Logotypes need to be not only distinctive, but durable and sustainable. Legibility at various scales and in a range of media is imperative.
(Designing Brand Identity, Fourth Edition, Alina Wheeler, John Wiley and Sons Inc, New Jersey, 2013)
Jewellery is decoration, it lifts the spirits and pink is a happy, optimistic colour. Combining pink with the logotype and bead logo we could create a square suitable for use on social media and as a favicon.
Colour creates emotion, triggers memory, and gives sensation.
Geal Towey Creative Director, Martha Stewart Living Omnimedia
Pink is a warm exciting, fun and feminine colour. It is strongly associated with love and romance….with lower amounts of red it becomes more delicate and mature.
Colour, Basics Design 05, Ambrose/Harris, Ava Publishing SA.
To add variety we reversed the pink and white and used Moo to continue the look on business cards.
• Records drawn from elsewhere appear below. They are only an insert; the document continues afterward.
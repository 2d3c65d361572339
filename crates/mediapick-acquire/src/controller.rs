//! The acquisition controller: a single-request state machine over the
//! platform picker/camera.
//!
//! States: Idle → AwaitingExternalResult → Idle. Launch entry points run
//! synchronously on the caller's thread (validation, temp file, launch); the
//! external result arrives later on an arbitrary thread via
//! [`AcquisitionController::handle_external_result`], and asset processing is
//! pushed onto the blocking worker pool so the response is assembled off the
//! UI-owning thread. The caller's completion channel resolves exactly once.

use std::path::{Path, PathBuf};
use std::sync::atomic::{AtomicU64, Ordering};
use std::sync::{Arc, Mutex};

use tokio::sync::oneshot;
use uuid::Uuid;

use mediapick_core::{
    AcquireError, AcquisitionOptions, ErrorCode, MediaType, MediaUri, PickerConfig,
    ResponseEnvelope, TempStore,
};
use mediapick_processing::mime;

use crate::assemble::{assemble_assets, AssembleContext};
use crate::platform::{
    ActionLauncher, ContentStore, ExternalOutcome, HostEnvironment, MimeFilter, PlatformAction,
    PublicKind, RequestTicket,
};

const CAMERA_PERMISSION_MESSAGE: &str =
    "the host app declares the camera permission but it has not been granted";

/// Resolves to the response envelope for one acquisition request.
#[derive(Debug)]
pub struct ResponseFuture {
    rx: oneshot::Receiver<ResponseEnvelope>,
}

impl ResponseFuture {
    /// Wait for the external action and asset processing to finish. There is
    /// no timeout: the external actor is OS-owned UI and a request that never
    /// receives a result waits indefinitely.
    pub async fn wait(self) -> ResponseEnvelope {
        self.rx
            .await
            .unwrap_or_else(|_| ResponseEnvelope::error(ErrorCode::Others, "acquisition dropped"))
    }
}

/// The single in-flight request. Consumed exactly once when the external
/// result is observed.
struct PendingRequest {
    ticket: RequestTicket,
    options: AcquisitionOptions,
    /// Pre-created output file for camera capture; absent for library picks.
    camera_output: Option<PathBuf>,
    sender: oneshot::Sender<ResponseEnvelope>,
}

/// Deferred copy of a camera capture into public storage. Runs on the
/// processing worker before asset assembly, which may re-encode and delete
/// the capture file. Failure is logged and never fails the response.
struct PublicSaveJob {
    store: Arc<dyn ContentStore>,
    source: PathBuf,
    kind: PublicKind,
    mime_type: Option<String>,
    display_name: String,
}

impl PublicSaveJob {
    fn run(self) {
        if let Err(err) = self.store.save_to_public_storage(
            &self.source,
            self.kind,
            self.mime_type.as_deref(),
            &self.display_name,
        ) {
            tracing::warn!(
                source = %self.source.display(),
                error = %err,
                "could not save capture to public storage"
            );
        }
    }
}

pub struct AcquisitionController {
    host: Arc<dyn HostEnvironment>,
    store: Arc<dyn ContentStore>,
    launcher: Arc<dyn ActionLauncher>,
    temp: TempStore,
    ffprobe_path: String,
    runtime: tokio::runtime::Handle,
    pending: Mutex<Option<PendingRequest>>,
    next_ticket: AtomicU64,
}

impl AcquisitionController {
    /// Must be called from within a tokio runtime; asset processing and the
    /// public-storage copy run on its blocking worker pool.
    pub fn new(
        host: Arc<dyn HostEnvironment>,
        store: Arc<dyn ContentStore>,
        launcher: Arc<dyn ActionLauncher>,
        config: &PickerConfig,
    ) -> Self {
        Self {
            host,
            store,
            launcher,
            temp: TempStore::new(config),
            ffprobe_path: config.ffprobe_path.clone(),
            runtime: tokio::runtime::Handle::current(),
            pending: Mutex::new(None),
            next_ticket: AtomicU64::new(1),
        }
    }

    /// Launch the platform camera. Rejects without any state change when a
    /// request is already awaiting its external result, or when a
    /// precondition (capability, UI context, permissions) fails.
    pub fn launch_camera(
        &self,
        options: AcquisitionOptions,
    ) -> Result<ResponseFuture, AcquireError> {
        if !self.host.camera_available() {
            return Err(AcquireError::CameraUnavailable);
        }
        if !self.host.has_ui_context() {
            return Err(AcquireError::NoUiContext);
        }
        if !self.host.camera_permission_fulfilled() {
            return Err(AcquireError::CameraPermission(
                CAMERA_PERMISSION_MESSAGE.to_string(),
            ));
        }
        if options.save_to_public_storage
            && self.host.legacy_write_permission_required()
            && !self.host.write_permission_granted()
        {
            return Err(AcquireError::PermissionDenied(
                "write access to public storage denied".to_string(),
            ));
        }

        let is_video = options.media_type == MediaType::Video;
        let extension = if is_video { "mp4" } else { "jpg" };

        // Created before taking the lock so the critical section stays free
        // of filesystem work.
        let output = self.temp.create(extension).map_err(AcquireError::TempFile)?;

        let (ticket, rx) = {
            let mut pending = self.pending.lock().expect("pending lock poisoned");
            if pending.is_some() {
                drop(pending);
                TempStore::delete(&output);
                return Err(AcquireError::Busy);
            }

            let ticket = self.issue_ticket();
            let (tx, rx) = oneshot::channel();
            *pending = Some(PendingRequest {
                ticket,
                options: options.clone(),
                camera_output: Some(output.clone()),
                sender: tx,
            });
            (ticket, rx)
        };

        let action = if is_video {
            PlatformAction::CaptureVideo {
                output: output.clone(),
                front_camera: options.use_front_camera,
                quality: options.video_quality,
                duration_limit_secs: (options.duration_limit_secs > 0)
                    .then_some(options.duration_limit_secs),
            }
        } else {
            PlatformAction::CapturePhoto {
                output: output.clone(),
                front_camera: options.use_front_camera,
            }
        };

        tracing::debug!(ticket = ticket.0, video = is_video, "launching camera capture");
        if let Err(err) = self.launcher.launch(ticket, action) {
            self.clear_pending(ticket);
            TempStore::delete(&output);
            return Err(AcquireError::NoHandler(err.to_string()));
        }
        Ok(ResponseFuture { rx })
    }

    /// Launch the platform media picker, filtered by the configured media
    /// type and allowing multiple selection only when selectionLimit > 1.
    pub fn launch_pick_library(
        &self,
        options: AcquisitionOptions,
    ) -> Result<ResponseFuture, AcquireError> {
        if !self.host.has_ui_context() {
            return Err(AcquireError::NoUiContext);
        }

        let filter = match options.media_type {
            MediaType::Photo => MimeFilter::Images,
            MediaType::Video => MimeFilter::Videos,
            MediaType::Mixed => MimeFilter::ImagesAndVideos,
        };
        let action = PlatformAction::PickMedia {
            filter,
            allow_multiple: options.allows_multiple(),
        };

        let (ticket, rx) = {
            let mut pending = self.pending.lock().expect("pending lock poisoned");
            if pending.is_some() {
                return Err(AcquireError::Busy);
            }
            let ticket = self.issue_ticket();
            let (tx, rx) = oneshot::channel();
            *pending = Some(PendingRequest {
                ticket,
                options,
                camera_output: None,
                sender: tx,
            });
            (ticket, rx)
        };

        tracing::debug!(ticket = ticket.0, filter = ?filter, "launching library pick");
        if let Err(err) = self.launcher.launch(ticket, action) {
            self.clear_pending(ticket);
            return Err(AcquireError::NoHandler(err.to_string()));
        }
        Ok(ResponseFuture { rx })
    }

    /// Deliver the external action's result. Called by the host from the
    /// platform callback, on any thread. Results for unknown tickets are
    /// ignored; the matching pending request is consumed exactly once.
    pub fn handle_external_result(&self, ticket: RequestTicket, outcome: ExternalOutcome) {
        let pending = {
            let mut guard = self.pending.lock().expect("pending lock poisoned");
            match guard.as_ref() {
                Some(p) if p.ticket == ticket => guard.take(),
                _ => {
                    tracing::debug!(ticket = ticket.0, "ignoring result for unknown request");
                    return;
                }
            }
        };
        let Some(PendingRequest {
            options,
            camera_output,
            sender,
            ..
        }) = pending
        else {
            return;
        };

        let mut public_save = None;
        let uris = match outcome {
            ExternalOutcome::Cancelled | ExternalOutcome::Failed => {
                // Cancel is not an error: the envelope is always the
                // cancellation shape, and any capture temp file is removed.
                if let Some(output) = camera_output {
                    TempStore::delete(&output);
                }
                let _ = sender.send(ResponseEnvelope::cancelled());
                return;
            }
            ExternalOutcome::Success { uris } => match camera_output {
                Some(output) => {
                    if options.save_to_public_storage {
                        public_save = Some(self.public_save_job(&output, &options));
                    }
                    vec![MediaUri::from_path(output)]
                }
                None => uris,
            },
        };

        let ctx = AssembleContext {
            store: self.store.clone(),
            temp: self.temp.clone(),
            ffprobe_path: self.ffprobe_path.clone(),
        };
        self.runtime.spawn_blocking(move || {
            // The copy must finish before assembly, which may replace and
            // delete the capture file it reads from.
            if let Some(job) = public_save {
                job.run();
            }
            let envelope = match assemble_assets(uris, &options, &ctx) {
                Ok(assets) => ResponseEnvelope::assets(assets),
                Err(err) => {
                    tracing::warn!(error = %err, "asset processing failed");
                    err.into()
                }
            };
            let _ = sender.send(envelope);
        });
    }

    fn public_save_job(&self, output: &Path, options: &AcquisitionOptions) -> PublicSaveJob {
        let kind = if options.media_type == MediaType::Video {
            PublicKind::Video
        } else {
            PublicKind::Photo
        };
        let extension = output.extension().and_then(|e| e.to_str());
        let mime_type = extension.and_then(mime::mime_from_extension).map(str::to_string);
        let display_name = match extension {
            Some(ext) => format!("{}.{ext}", Uuid::new_v4()),
            None => Uuid::new_v4().to_string(),
        };
        PublicSaveJob {
            store: self.store.clone(),
            source: output.to_path_buf(),
            kind,
            mime_type,
            display_name,
        }
    }

    fn issue_ticket(&self) -> RequestTicket {
        RequestTicket(self.next_ticket.fetch_add(1, Ordering::Relaxed))
    }

    fn clear_pending(&self, ticket: RequestTicket) {
        let mut guard = self.pending.lock().expect("pending lock poisoned");
        if matches!(guard.as_ref(), Some(p) if p.ticket == ticket) {
            guard.take();
        }
    }
}
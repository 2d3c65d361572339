//! EXIF orientation: reading, dimension-swap decisions, and re-applying the
//! tag to re-encoded output.

use std::fs;
use std::io::BufReader;
use std::path::Path;

use anyhow::{Context, Result};
use img_parts::{jpeg::Jpeg, png::Png, Bytes, ImageEXIF};

const TAG_ORIENTATION: u16 = 0x0112;

/// EXIF orientation value (1–8, 0 meaning undefined).
#[derive(Clone, Copy, Debug, PartialEq, Eq)]
pub struct Orientation(pub u16);

impl Orientation {
    pub const UNDEFINED: Orientation = Orientation(0);
    pub const NORMAL: Orientation = Orientation(1);
    pub const ROTATE_90: Orientation = Orientation(6);
    pub const ROTATE_270: Orientation = Orientation(8);

    /// Read the orientation tag from a media file; any failure (not an
    /// image, no EXIF, truncated data) maps to `UNDEFINED`.
    pub fn read(path: &Path) -> Orientation {
        let Ok(file) = fs::File::open(path) else {
            return Orientation::UNDEFINED;
        };
        let mut reader = BufReader::new(file);
        let Ok(exif) = exif::Reader::new().read_from_container(&mut reader) else {
            return Orientation::UNDEFINED;
        };
        exif.get_field(exif::Tag::Orientation, exif::In::PRIMARY)
            .and_then(|field| field.value.get_uint(0))
            .map(|v| Orientation(v as u16))
            .unwrap_or(Orientation::UNDEFINED)
    }

    /// 90°/270° rotations swap the displayed width and height relative to
    /// the raw decode bounds.
    pub fn swaps_dimensions(self) -> bool {
        self == Orientation::ROTATE_90 || self == Orientation::ROTATE_270
    }

    /// Upright images need no orientation rewrite on output.
    pub fn is_upright(self) -> bool {
        self == Orientation::UNDEFINED || self == Orientation::NORMAL
    }
}

/// Smallest valid EXIF body carrying only an orientation entry: a
/// little-endian TIFF header plus a single-field IFD0.
fn orientation_exif_payload(orientation: Orientation) -> Vec<u8> {
    let mut out = Vec::with_capacity(26);
    out.extend_from_slice(b"II");
    out.extend_from_slice(&42u16.to_le_bytes());
    out.extend_from_slice(&8u32.to_le_bytes()); // IFD0 offset
    out.extend_from_slice(&1u16.to_le_bytes()); // entry count
    out.extend_from_slice(&TAG_ORIENTATION.to_le_bytes());
    out.extend_from_slice(&3u16.to_le_bytes()); // type SHORT
    out.extend_from_slice(&1u32.to_le_bytes()); // value count
    out.extend_from_slice(&orientation.0.to_le_bytes());
    out.extend_from_slice(&[0, 0]); // value padding
    out.extend_from_slice(&0u32.to_le_bytes()); // no next IFD
    out
}

/// Re-apply an orientation tag to a freshly encoded JPEG or PNG file.
///
/// Skipped for upright orientations since the EXIF rewrite costs a full
/// read-modify-write of the file. Unsupported formats are left untouched.
pub fn rewrite(path: &Path, orientation: Orientation) -> Result<()> {
    if orientation.is_upright() {
        return Ok(());
    }

    let data = fs::read(path).context("read encoded image")?;
    let payload = Bytes::from(orientation_exif_payload(orientation));

    let encoded = if let Ok(mut jpeg) = Jpeg::from_bytes(data.clone().into()) {
        jpeg.set_exif(Some(payload));
        jpeg.encoder().bytes().to_vec()
    } else if let Ok(mut png) = Png::from_bytes(data.into()) {
        png.set_exif(Some(payload));
        png.encoder().bytes().to_vec()
    } else {
        return Ok(());
    };

    fs::write(path, encoded).context("write image with orientation tag")?;
    Ok(())
}

#[cfg(test)]
mod tests {
    use super::*;
    use image::{ImageFormat, Rgb, RgbImage};

    fn write_test_jpeg(path: &Path) {
        let img = RgbImage::from_pixel(8, 4, Rgb([200, 10, 10]));
        img.save_with_format(path, ImageFormat::Jpeg).unwrap();
    }

    #[test]
    fn test_swaps_dimensions() {
        assert!(Orientation::ROTATE_90.swaps_dimensions());
        assert!(Orientation::ROTATE_270.swaps_dimensions());
        assert!(!Orientation::NORMAL.swaps_dimensions());
        assert!(!Orientation(3).swaps_dimensions()); // 180° keeps axes
        assert!(!Orientation::UNDEFINED.swaps_dimensions());
    }

    #[test]
    fn test_is_upright() {
        assert!(Orientation::UNDEFINED.is_upright());
        assert!(Orientation::NORMAL.is_upright());
        assert!(!Orientation::ROTATE_90.is_upright());
    }

    #[test]
    fn test_payload_layout() {
        let payload = orientation_exif_payload(Orientation::ROTATE_90);
        assert_eq!(payload.len(), 26);
        assert_eq!(&payload[..2], b"II");
        // orientation value sits right after the 12-byte entry header
        assert_eq!(payload[20], 6);
    }

    #[test]
    fn test_read_no_exif_is_undefined() {
        let dir = tempfile::tempdir().unwrap();
        let path = dir.path().join("plain.jpg");
        write_test_jpeg(&path);
        assert_eq!(Orientation::read(&path), Orientation::UNDEFINED);
    }

    #[test]
    fn test_rewrite_round_trip() {
        let dir = tempfile::tempdir().unwrap();
        let path = dir.path().join("tagged.jpg");
        write_test_jpeg(&path);

        rewrite(&path, Orientation::ROTATE_90).unwrap();
        assert_eq!(Orientation::read(&path), Orientation::ROTATE_90);

        // image must still decode after the rewrite
        let img = image::open(&path).unwrap();
        assert_eq!(img.width(), 8);
    }

    #[test]
    fn test_rewrite_upright_is_noop() {
        let dir = tempfile::tempdir().unwrap();
        let path = dir.path().join("upright.jpg");
        write_test_jpeg(&path);
        let before = fs::read(&path).unwrap();

        rewrite(&path, Orientation::NORMAL).unwrap();
        assert_eq!(fs::read(&path).unwrap(), before);
    }
}
//! Custom error types for tuidoo
//!
//! User-friendly error messages for all failure scenarios.

use thiserror::Error;

/// Main error type for the tuidoo application
#[derive(Error, Debug)]
pub enum TuidooError {
    /// Requested theme identifier is not in the catalog
    #[error("Theme '{0}' not found.\n\n  → Run 'tuidoo theme list' to see available themes.")]
    ThemeNotFound(String),

    /// Two catalog entries share an identifier
    #[error("Theme identifier '{0}' is defined more than once.")]
    DuplicateTheme(String),

    /// A palette failed validation
    #[error("Invalid palette: {0}")]
    InvalidPalette(String),

    /// A colour string could not be parsed
    #[error("Invalid colour '{0}'\n\n  → Expected format: #rrggbb")]
    InvalidColor(String),

    /// Database error
    #[error("Storage failed: {0}\n\n  → Check that the database path is writable, or point --database at a new file.")]
    Storage(String),

    /// A record with the given ID or name does not exist
    #[error("{0}")]
    NotFound(String),

    /// Configuration error
    #[error("Configuration error: {0}")]
    Config(String),

    /// IO error
    #[error("File operation failed: {0}")]
    Io(#[from] std::io::Error),

    /// JSON serialization error
    #[error("Failed to encode output: {0}")]
    Json(#[from] serde_json::Error),

    /// TOML serialization/deserialization error
    #[error("Configuration file is invalid: {0}")]
    Toml(String),

    /// Terminal/TUI error
    #[error("Terminal error: {0}\n\n  → Try resizing your terminal or restarting it.")]
    Terminal(String),

    /// Invalid input from user
    #[error("{0}")]
    InvalidInput(String),
}

impl From<rusqlite::Error> for TuidooError {
    fn from(err: rusqlite::Error) -> Self {
        TuidooError::Storage(err.to_string())
    }
}

impl From<toml::de::Error> for TuidooError {
    fn from(err: toml::de::Error) -> Self {
        TuidooError::Toml(err.to_string())
    }
}

impl From<toml::ser::Error> for TuidooError {
    fn from(err: toml::ser::Error) -> Self {
        TuidooError::Toml(err.to_string())
    }
}

/// Result type alias using TuidooError
pub type Result<T> = std::result::Result<T, TuidooError>;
Moo is an online printing company and has lots to offer a start-up company who needs high quality at an affordable price. We made use of their variety with shape, choosing a square card with rounded corners. Their ‘printfinity’ offers multiple designs on the back of the card. The business card is a marketing tool the point of which is to encourage people to contact you so the information should be easy to retrieve and minimal.
A good business card is like a kick-ass tie: it won’t make you a better person, but it’ll get you some respect.
Sean Adams, Partner AdamsMorioka
Consistency is Key
Throughout the whole process Tracy was consulted, she has a great eye for design and it is essential that my client takes ownership of the brand. For a small one person business it is important that the brand reflect their personality, style and ethics so every decision must belong to the client. With the logo and business cards done we needed the packaging to be amazing. The box is not going to be displayed on a shelf so doesn’t need to attract attention. It should reinforce the brand promise, provide protection for the contents and solve the problem of gift wrapping. In this case the packaging is less of a marketing tool and more a part of the product.
Tracy located suitable boxes and I worked on files for block printing.
Now Aura Handmade Jewellery is a well dressed company, just like its owner.
The idea of an individual artist building and leveraging a brand has never been more relevant or visible.
Jon Bjornson, Jon Bjornson LLC
The branding has been interpreted beautifully by RTD Creative for the Aura website http://www.aurajewellerydesign.co.uk/
Unless otherwise stated quotes are from Designing Brand Identity, Fourth Edition, Alina Wheeler, John Wiley and Sons Inc, New Jersey, 2013.